Protokoły z posiedzeń kolegium prezydenckiego, a więc ze spotkań włodarza miasta z wiceprezydentami, sekretarzem i innymi urzędnikami wyższych szczebli, podczas których dyskutuje się o wszelkich sprawach istotnych dla miasta, nie podlegają upublicznieniu. Tak uznał niedawno Naczelny Sąd Administracyjny.
Badał on skargę kasacyjną w sprawie zainicjowanej przez jedno ze stowarzyszeń. Domagało się ono udostępniania protokołu z posiedzeń ciała opiniodawczo-doradczego prezydenta. Gdy spotkało się z odmową, sprawa trafiła do Wojewódzkiego Sądu Administracyjnego, który uznał, że miasto nie miało podstaw, by nie dzielić się wytworzonym dokumentem. Wskazał, że protokół ma charakter urzędowy, ponieważ sporządzony został w urzędzie miejskim na potrzeby działań organu administracji w sprawach publicznych i podpisany przez funkcjonariusza publicznego.

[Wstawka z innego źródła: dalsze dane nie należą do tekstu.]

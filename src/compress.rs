// Copyright 2021 Adam Greig
// Licensed under the MIT license.

//! Row compression for VME scan data.
//!
//! Each compressed row starts with a mode byte:
//!
//! * `0x00`: the row follows verbatim.
//! * `0x01` / `0x02`: runs of `0x00` / `0xFF` are written as a single byte
//!   followed by the ConvNumber count of further repeats.
//! * `0x03..=0xFE`: the row repeats every `mode` nibbles, and only the
//!   `(mode + 1) / 2` bytes holding the first period follow.
//! * `0xFF`: a key byte follows, then a bitstream where each row byte is
//!   either a `0` bit (equal to the key) or a `1` bit and the byte itself.

use std::cmp::Reverse;

use crate::vme::conv_number;

/// Compression applied to a single row.
#[derive(Copy, Clone, Debug, PartialEq, Eq)]
pub enum Encoding {
    Store,
    ZeroRun,
    OnesRun,
    Nibble { period: usize },
    Key { key: u8 },
}

impl Encoding {
    /// Mode byte which introduces a row using this encoding.
    pub fn mode(&self) -> u8 {
        match self {
            Encoding::Store => 0x00,
            Encoding::ZeroRun => 0x01,
            Encoding::OnesRun => 0x02,
            Encoding::Nibble { period } => *period as u8,
            Encoding::Key { .. } => 0xFF,
        }
    }
}

/// Write `row` to `out` using whichever encoding produces the fewest bytes.
///
/// Returns the encoding that was used.
pub fn encode_row(row: &[u8], out: &mut Vec<u8>) -> Encoding {
    let (encoding, body) = choose(row);
    log::trace!("Compressed {} byte row with {:?} to {} bytes", row.len(), encoding, body.len() + 1);
    out.push(encoding.mode());
    out.extend_from_slice(&body);
    encoding
}

fn choose(row: &[u8]) -> (Encoding, Vec<u8>) {
    if row.len() < 3 {
        return (Encoding::Store, row.to_vec());
    }

    let zeros = bytecount::count(row, 0x00);
    let ones = bytecount::count(row, 0xFF);
    let (colour, run_encoding) = if zeros > ones {
        (0x00, Encoding::ZeroRun)
    } else {
        (0xFF, Encoding::OnesRun)
    };

    let runs = run_length(row, colour);
    let (encoding, body) = if runs.len() < row.len() {
        (run_encoding, runs)
    } else if let Some(period) = nibble_period(row) {
        return (Encoding::Nibble { period }, row[..(period + 1) / 2].to_vec());
    } else {
        (Encoding::Store, row.to_vec())
    };

    let (key, keyed) = key_stream(row);
    if keyed.len() < body.len() {
        (Encoding::Key { key }, keyed)
    } else {
        (encoding, body)
    }
}

/// Run-length encode `row`, coalescing runs of `colour`.
fn run_length(row: &[u8], colour: u8) -> Vec<u8> {
    let mut out = Vec::with_capacity(row.len());
    let mut idx = 0;
    while idx < row.len() {
        let byte = row[idx];
        out.push(byte);
        idx += 1;
        if byte == colour {
            let repeats = row[idx..].iter().take_while(|&&b| b == colour).count();
            conv_number(&mut out, repeats as u64);
            idx += repeats;
        }
    }
    out
}

/// Find the period, in nibbles, with which `row` repeats, if it is short
/// enough to be worth storing.
///
/// Candidate periods come from the count of the rarest nibble value, which
/// must appear exactly once per period. An odd period is stored as the
/// whole bytes covering it.
fn nibble_period(row: &[u8]) -> Option<usize> {
    let nibbles: Vec<u8> = row.iter().flat_map(|b| [b >> 4, b & 0x0F]).collect();
    let mut counts = [0usize; 16];
    for nibble in nibbles.iter() {
        counts[*nibble as usize] += 1;
    }
    let occurrence = counts.iter().copied().filter(|&c| c > 0).min()?;
    if occurrence < 2 || nibbles.len() % occurrence != 0 {
        return None;
    }

    let period = nibbles.len() / occurrence;
    if period < 3 || period >= row.len() || period > 0xFE {
        return None;
    }
    let pattern = &nibbles[..period];
    if nibbles.chunks(period).all(|chunk| chunk == pattern) {
        Some(period)
    } else {
        None
    }
}

/// Packs bits most-significant-bit first.
struct BitWriter {
    out: Vec<u8>,
    byte: u8,
    used: u8,
}

impl BitWriter {
    fn new(out: Vec<u8>) -> Self {
        BitWriter { out, byte: 0, used: 0 }
    }

    fn push(&mut self, bit: bool) {
        self.byte = (self.byte << 1) | bit as u8;
        self.used += 1;
        if self.used == 8 {
            self.out.push(self.byte);
            self.byte = 0;
            self.used = 0;
        }
    }

    fn push_byte(&mut self, byte: u8) {
        for idx in (0..8).rev() {
            self.push((byte >> idx) & 1 == 1);
        }
    }

    fn finish(mut self) -> Vec<u8> {
        if self.used > 0 {
            self.out.push(self.byte << (8 - self.used));
        }
        self.out
    }
}

/// Encode `row` against its most frequent byte, returning the key and the
/// key byte followed by the selector bitstream.
fn key_stream(row: &[u8]) -> (u8, Vec<u8>) {
    let mut counts = [0usize; 256];
    for byte in row.iter() {
        counts[*byte as usize] += 1;
    }
    let key = (0..=255u8).max_by_key(|&b| (counts[b as usize], Reverse(b))).unwrap_or(0);

    let mut writer = BitWriter::new(vec![key]);
    for &byte in row.iter() {
        if byte == key {
            writer.push(false);
        } else {
            writer.push(true);
            writer.push_byte(byte);
        }
    }
    (key, writer.finish())
}

#[cfg(test)]
mod tests {
    use super::*;
    use crate::vme::read_number;

    /// Decode a compressed row of `n` bytes.
    fn decode(stream: &[u8], n: usize) -> Vec<u8> {
        let (mode, data) = (stream[0], &stream[1..]);
        match mode {
            0x00 => data[..n].to_vec(),
            0x01 | 0x02 => {
                let colour = if mode == 0x01 { 0x00 } else { 0xFF };
                let mut out = Vec::new();
                let mut idx = 0;
                while out.len() < n {
                    let byte = data[idx];
                    idx += 1;
                    out.push(byte);
                    if byte == colour {
                        let (repeats, used) = read_number(&data[idx..]).unwrap();
                        idx += used;
                        out.extend(std::iter::repeat(colour).take(repeats as usize));
                    }
                }
                assert_eq!(idx, data.len());
                out
            }
            0xFF => {
                let key = data[0];
                let bits: Vec<bool> = data[1..].iter()
                    .flat_map(|b| (0..8).rev().map(move |i| (b >> i) & 1 == 1))
                    .collect();
                let mut out = Vec::new();
                let mut idx = 0;
                while out.len() < n {
                    if bits[idx] {
                        let byte = bits[idx + 1..idx + 9].iter().fold(0u8, |a, &b| (a << 1) | b as u8);
                        out.push(byte);
                        idx += 9;
                    } else {
                        out.push(key);
                        idx += 1;
                    }
                }
                out
            }
            period => {
                let period = period as usize;
                let prefix = &data[..(period + 1) / 2];
                assert_eq!(prefix.len(), data.len());
                let nibbles: Vec<u8> = prefix.iter().flat_map(|b| vec![b >> 4, b & 0x0F]).take(period).collect();
                let stream: Vec<u8> = nibbles.iter().copied().cycle().take(2 * n).collect();
                stream.chunks(2).map(|pair| (pair[0] << 4) | pair[1]).collect()
            }
        }
    }

    fn round_trip(row: &[u8]) -> Encoding {
        let mut out = Vec::new();
        let encoding = encode_row(row, &mut out);
        assert_eq!(decode(&out, row.len()), row, "{:?}", encoding);
        encoding
    }

    #[test]
    fn test_short_rows_stored() {
        let rows: [&[u8]; 4] = [&[], &[0x00], &[0x00, 0x00], &[0xFF, 0x12]];
        for row in rows.iter() {
            let mut out = Vec::new();
            assert_eq!(encode_row(row, &mut out), Encoding::Store);
            assert_eq!(out[0], 0x00);
            assert_eq!(&out[1..], *row);
        }
    }

    #[test]
    fn test_zero_run() {
        assert_eq!(round_trip(&[0x00; 3]), Encoding::ZeroRun);
        assert_eq!(round_trip(&[0x00; 1000]), Encoding::ZeroRun);
        let mut out = Vec::new();
        encode_row(&[0x00; 200], &mut out);
        assert_eq!(out, vec![0x01, 0x00, 0xC7, 0x01]);
    }

    #[test]
    fn test_ones_run() {
        assert_eq!(round_trip(&[0xFF; 3]), Encoding::OnesRun);
        assert_eq!(round_trip(&[0xFF; 64]), Encoding::OnesRun);
        let mut row = vec![0xFF; 40];
        row[10] = 0x12;
        row[30] = 0x00;
        assert_eq!(round_trip(&row), Encoding::OnesRun);
    }

    #[test]
    fn test_nibble_period() {
        let row: Vec<u8> = [0x12, 0x34].iter().copied().cycle().take(16).collect();
        assert_eq!(nibble_period(&row), Some(4));
        let encoding = round_trip(&row);
        assert_eq!(encoding, Encoding::Nibble { period: 4 });
        assert_eq!(encoding.mode(), 4);

        // Aperiodic data and patterns as long as the row are rejected.
        assert_eq!(nibble_period(&[0x12, 0x34, 0x56, 0x12, 0x34, 0x57]), None);
        assert_eq!(nibble_period(&[0x12, 0x34, 0x56, 0x78]), None);
    }

    #[test]
    fn test_odd_nibble_period() {
        let row: Vec<u8> = [0x12, 0x31, 0x23].iter().copied().cycle().take(12).collect();
        assert_eq!(nibble_period(&row), Some(3));
        assert_eq!(round_trip(&row), Encoding::Nibble { period: 3 });
        let mut out = Vec::new();
        encode_row(&row, &mut out);
        assert_eq!(out, vec![0x03, 0x12, 0x31]);
    }

    #[test]
    fn test_key() {
        let mut row = vec![0x5A; 64];
        row[3] = 0x11;
        row[40] = 0x22;
        assert_eq!(round_trip(&row), Encoding::Key { key: 0x5A });
        let mut out = Vec::new();
        encode_row(&row, &mut out);
        // 62 key bits and two 9 bit literals.
        assert_eq!(out.len(), 2 + (62 + 18 + 7) / 8);
    }

    #[test]
    fn test_store() {
        let row: Vec<u8> = (0x10..0x30).collect();
        assert_eq!(round_trip(&row), Encoding::Store);
    }

    #[test]
    fn test_mixed_rows_round_trip() {
        let rows: Vec<Vec<u8>> = vec![
            vec![0x00, 0x00, 0x01, 0x00, 0x00, 0x00, 0x02, 0x00],
            vec![0xFF, 0xFE, 0xFF, 0xFF, 0xFF, 0x00, 0xFF],
            (0..100).map(|i| if i % 7 == 0 { 0x3C } else { 0xA0 }).collect(),
            (0..50).map(|i| (i * 37) as u8).collect(),
        ];
        for row in rows.iter() {
            round_trip(row);
        }
    }
}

Inne stanowisko zajął jednak NSA. W obszernym uzasadnieniu wyjaśnił, że pojęcie sprawy publicznej, które wyznacza ustawowy zakres prawa do informacji publicznej, nie może być wykładane w sposób prowadzący do „rozszerzenia konstytucyjnych granic tego prawa”. Sąd podkreślił, że prezydenckie kolegium jest wyłącznie wewnętrznym gremium działającym w ramach urzędu, które nie ma charakteru organu administracji publicznej, a jego status prawny wynika z aktu podustawowego (czyli prezydenckiego zarządzenia).
„Ustalenia kolegium nie stanowią wiążących wytycznych dla prezydenta, a z całą pewnością nie są wyrazem stanowiska organu administracji publicznej, jakim jest prezydent miasta. Protokoły z posiedzeń kolegium nie są nośnikami informacji publicznej, ponieważ służą jedynie pomocniczo realizacji zadań publicznych przez organ, nie przesądzają jednakże kierunków działania organu, a ponadto nie są dokumentami wytworzonymi w ramach działalności organu władzy publicznej w rozumieniu art. 61 ust. 1 Konstytucji RP” – zaznaczył NSA.
Dodając, że zgadza się z przyjętym w literaturze stanowiskiem, zgodnie z którym organ, w procesie podejmowania swoich rozstrzygnięć, musi mieć zagwarantowaną pewną sferę swobody i dyskrecji. W jej ramach może gromadzić informacje, rozważać różne, często odmienne rozwiązania, sporządzać projekty dokumentów czy też w sposób całkowicie nieoficjalny utrwalać przebieg spotkań i dyskusji nad wyborem najlepszego z rozwiązań.
„Uznanie, że absolutnie wszystkie tego rodzaju dokumenty i działania podlegają udostępnieniu, spowodowałyby jedynie większe jeszcze niż dotychczas próby ukrycia i utajnienia materiałów niezbędnych w istocie do podjęcia prawidłowej decyzji. Proces jej podejmowania mógłby odbywać się wówczas całkowicie poza sferą jakiejkolwiek oficjalności, a przez to być mniej transparentny i w mniejszym stopniu podlegać społecznej kontroli” – czytamy w orzeczeniu.
ORZECZNICTWO
Wyrok NSA z 13 marca 2017 r., sygn. akt I OSK 1416/15.